A dietary supplement manufacturer sued by Amarin—a biopharmaceutical company focused on developing products to improve cardiovascular health—has agreed to refrain from making certain advertising statements after being accused of using results from a landmark study to make false and deceptive claims.
Under a settlement agreement reached with Amarin, The Coromega Company, Inc. (Coromega) agreed to not make advertising claims that compare its products to Vascepa, Amarin announced in an emailed statement.
Vascepa is an FDA-approved prescription drug for the treatment of patients with very high triglyceride levels. The active ingredient is the omega-3 fatty acid eicosapentaenoic acid (EPA) in ethyl-ester form.
Under the settlement agreement with Amarin, Coromega agreed to refrain from making advertising claims that reference a landmark clinical study conducted by Amarin or relate to the treatment of cardiovascular disease, the biopharmaceutical company said. Coromega “also acknowledged that as a general matter under federal law, dietary supplements may be lawfully marketed to supplement the diet, but they cannot be lawfully marketed to treat, mitigate or prevent disease, such as cardiovascular disease [CVD],” Amarin disclosed.
Joseph Kennedy, executive vice president and general counsel of Amarin, described the settlement as a “win” for the public and his company.
“The required corrective statements reiterate the unique nature of Vascepa and correct the false claims that led consumers away from appropriate medical attention for the treatment of cardiovascular disease, the number one killer in the United States,” Kennedy said in a statement.
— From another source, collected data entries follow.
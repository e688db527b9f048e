//! Wire DTOs for the Caritas Aeterna backend.
//!
//! Entity attributes arrive camel-cased (`requestedFundAmount`), while
//! paginator fields are snake-cased (`current_page`). The serde attributes
//! below mirror the wire exactly rather than papering over it. All records
//! are data the backend owns; the client never derives authoritative state
//! from them.

use chrono::{DateTime, Utc};
use serde::{Deserialize, Serialize};
use serde_json::{Map, Value};

/// Minimal user identity carried inside a session.
#[derive(Clone, Debug, Serialize, Deserialize, PartialEq, Eq)]
pub struct UserSummary {
    /// Backend identifier.
    pub id: String,
    /// Display name.
    pub name: String,
    /// Account email.
    pub email: String,
}

/// A full user record as returned by `/user` and the admin user endpoints.
#[derive(Clone, Debug, Serialize, Deserialize, PartialEq)]
#[serde(rename_all = "camelCase")]
pub struct User {
    /// Backend identifier.
    pub id: String,
    /// Display name.
    pub name: String,
    /// Account email.
    pub email: String,
    /// Role names granted to the user.
    #[serde(default)]
    pub roles: Vec<String>,
    /// Account creation time, when the endpoint reports it.
    #[serde(default)]
    pub created_at: Option<DateTime<Utc>>,
}

/// Campaign category: collecting money or collecting goods.
#[derive(Clone, Copy, Debug, Serialize, Deserialize, PartialEq, Eq)]
#[serde(rename_all = "snake_case")]
pub enum CampaignKind {
    /// Monetary fundraiser.
    Fundraiser,
    /// In-kind goods collection.
    ProductDonation,
}

impl CampaignKind {
    /// Wire representation, for query parameters.
    #[must_use]
    pub const fn as_str(self) -> &'static str {
        match self {
            Self::Fundraiser => "fundraiser",
            Self::ProductDonation => "product_donation",
        }
    }
}

/// Campaign lifecycle status.
///
/// Transitions happen server-side: `pending → on_progress → finished`, with
/// `pending → rejected` as the alternate terminal state. The client displays
/// the status and requests transitions; it never assumes one succeeded
/// without re-reading the record.
#[derive(Clone, Copy, Debug, Serialize, Deserialize, PartialEq, Eq)]
#[serde(rename_all = "snake_case")]
pub enum CampaignStatus {
    /// Awaiting admin approval.
    Pending,
    /// Approved and collecting donations.
    OnProgress,
    /// Goal reached or closed by the organizer.
    Finished,
    /// Rejected by an admin; terminal.
    Rejected,
}

impl CampaignStatus {
    /// Wire representation, for status-update payloads.
    #[must_use]
    pub const fn as_str(self) -> &'static str {
        match self {
            Self::Pending => "pending",
            Self::OnProgress => "on_progress",
            Self::Finished => "finished",
            Self::Rejected => "rejected",
        }
    }
}

/// A donation campaign.
#[derive(Clone, Debug, Serialize, Deserialize, PartialEq)]
pub struct Campaign {
    /// Backend identifier.
    pub id: String,
    /// Campaign category.
    #[serde(rename = "type")]
    pub kind: CampaignKind,
    /// Campaign attributes.
    pub attributes: CampaignAttributes,
    /// Related records, when the endpoint includes them.
    #[serde(default)]
    pub relationships: Option<CampaignRelationships>,
}

/// Attribute block of a [`Campaign`].
#[derive(Clone, Debug, Serialize, Deserialize, PartialEq)]
#[serde(rename_all = "camelCase")]
pub struct CampaignAttributes {
    /// Campaign title.
    pub title: String,
    /// URL slug.
    #[serde(default)]
    pub slug: Option<String>,
    /// Long-form description.
    #[serde(default)]
    pub description: Option<String>,
    /// Header image URL, when one was uploaded.
    #[serde(default)]
    pub header_image_url: Option<String>,
    /// Lifecycle status.
    pub status: CampaignStatus,
    /// Fund goal for fundraisers.
    #[serde(default)]
    pub requested_fund_amount: Option<f64>,
    /// Funds donated so far.
    #[serde(default)]
    pub donated_fund_amount: Option<f64>,
    /// Goods goal for product-donation campaigns.
    #[serde(default)]
    pub requested_item_quantity: Option<u64>,
    /// Goods donated so far.
    #[serde(default)]
    pub donated_item_quantity: Option<u64>,
    /// Creation time.
    #[serde(default)]
    pub created_at: Option<DateTime<Utc>>,
    /// Attributes this client does not model; kept so nothing is dropped on
    /// re-serialization.
    #[serde(flatten)]
    pub extra: Map<String, Value>,
}

/// Relationship block of a [`Campaign`].
#[derive(Clone, Debug, Serialize, Deserialize, PartialEq, Default)]
pub struct CampaignRelationships {
    /// The organizer (donee) who runs the campaign.
    #[serde(default)]
    pub organizer: Option<Organizer>,
}

/// Campaign organizer as embedded in campaign responses.
///
/// Some backend versions send the attribute block under the misspelled key
/// `attriutes`, and some flatten `name` to the top level. Both are accepted
/// as-is; [`Organizer::display_name`] picks whichever is present. The
/// discrepancy is an upstream inconsistency and is deliberately not
/// re-written into a single shape here.
#[derive(Clone, Debug, Serialize, Deserialize, PartialEq, Eq, Default)]
pub struct Organizer {
    /// Backend identifier.
    #[serde(default)]
    pub id: Option<String>,
    /// Nested attribute block (canonical shape).
    #[serde(default, alias = "attriutes")]
    pub attributes: Option<OrganizerAttributes>,
    /// Flat name (legacy shape).
    #[serde(default, skip_serializing_if = "Option::is_none")]
    pub name: Option<String>,
}

impl Organizer {
    /// The organizer's name from whichever shape the backend sent.
    #[must_use]
    pub fn display_name(&self) -> Option<&str> {
        self.attributes
            .as_ref()
            .and_then(|a| a.name.as_deref())
            .or(self.name.as_deref())
    }
}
He added, “Amarin remains fully committed to defending the Vascepa franchise against companies that fraudulently leverage the landmark REDUCE-IT study results for profit. We’ve got a team of litigators on speed dial ready to file multiple new lawsuits should we become aware of any similar fraudulent claims.”
In 2018, Amarin Corp. (NASDAQ: AMRN) announced the results of a clinical study it said cost more than US$360 million. The REDUCE-IT clinical trial, a study of nearly 8,200 adults with elevated CVD treated with statin therapy, researched the effect of taking Vascepa. The study, Amarin disclosed, found Vascepa reduced by roughly 25 percent the risk of major adverse cardiovascular events in at-risk patients following statin therapy.
According to Amarin, Vista, California-based Coromega subsequently issued a press release that said, in part: “Thanks to results from Amarin’s Reduce-It clinical study, we have great news on how omega-3s can positively affect those at risk for heart attack and stroke.”
Coromega did not immediately respond to a request for comment. However, the main page of its website features a “corrective statement” that the settlement agreement required.
“The REDUCE-IT study,” the statement discloses, in part, “was not designed to test the efficacy of any Coromega dietary supplement product.”
Just days after the study’s findings were announced, another dietary supplement company—Omax Health Inc. in Santa Monica, California—issued a press release suggesting the trial’s results supported the efficacy and safety of its nonprescription omega-3 products for curtailing cardiovascular risk in the general public, Amarin alleged.
In October 2018, Amarin filed lawsuits in California against Coromega and Omax, alleging violations of state law and the federal Lanham Act, which protects against unfair competition.
Omax also has reached an accord with Amarin to resolve the ligation. The terms of the agreement weren’t immediately public but were expected to resemble the terms in the settlement agreement between Amarin and Coromega. Tatro Tekosky Sadwick LLP, a Los Angeles-based law firm representing Omax, did not immediately respond to a request for comment.
Amarin has made various moves to protect its investment in Vascepa from encroachment by marketers of dietary supplements. Lately, the company has experienced both success and failure in the courtroom.
Last week, a federal appeals court upheld a decision by the U.S. International Trade Commission (USITC) not to investigate a complaint brought by Amarin against what it described as “synthetically produced omega-3 products" being promoted as dietary supplements. In a statement updated May 2 on its website, Amarin expressed disappointment with the ruling by the U.S. Court of Appeals for the Federal Circuit and said it was "analyzing its options going forward."
In the quarter that ended on March 31, 2019, Amarin reported total revenue of $73.3 million, a 67 percent increase over the same three-month period the prior year. Amarin largely attributed the growth to Vascepa sales.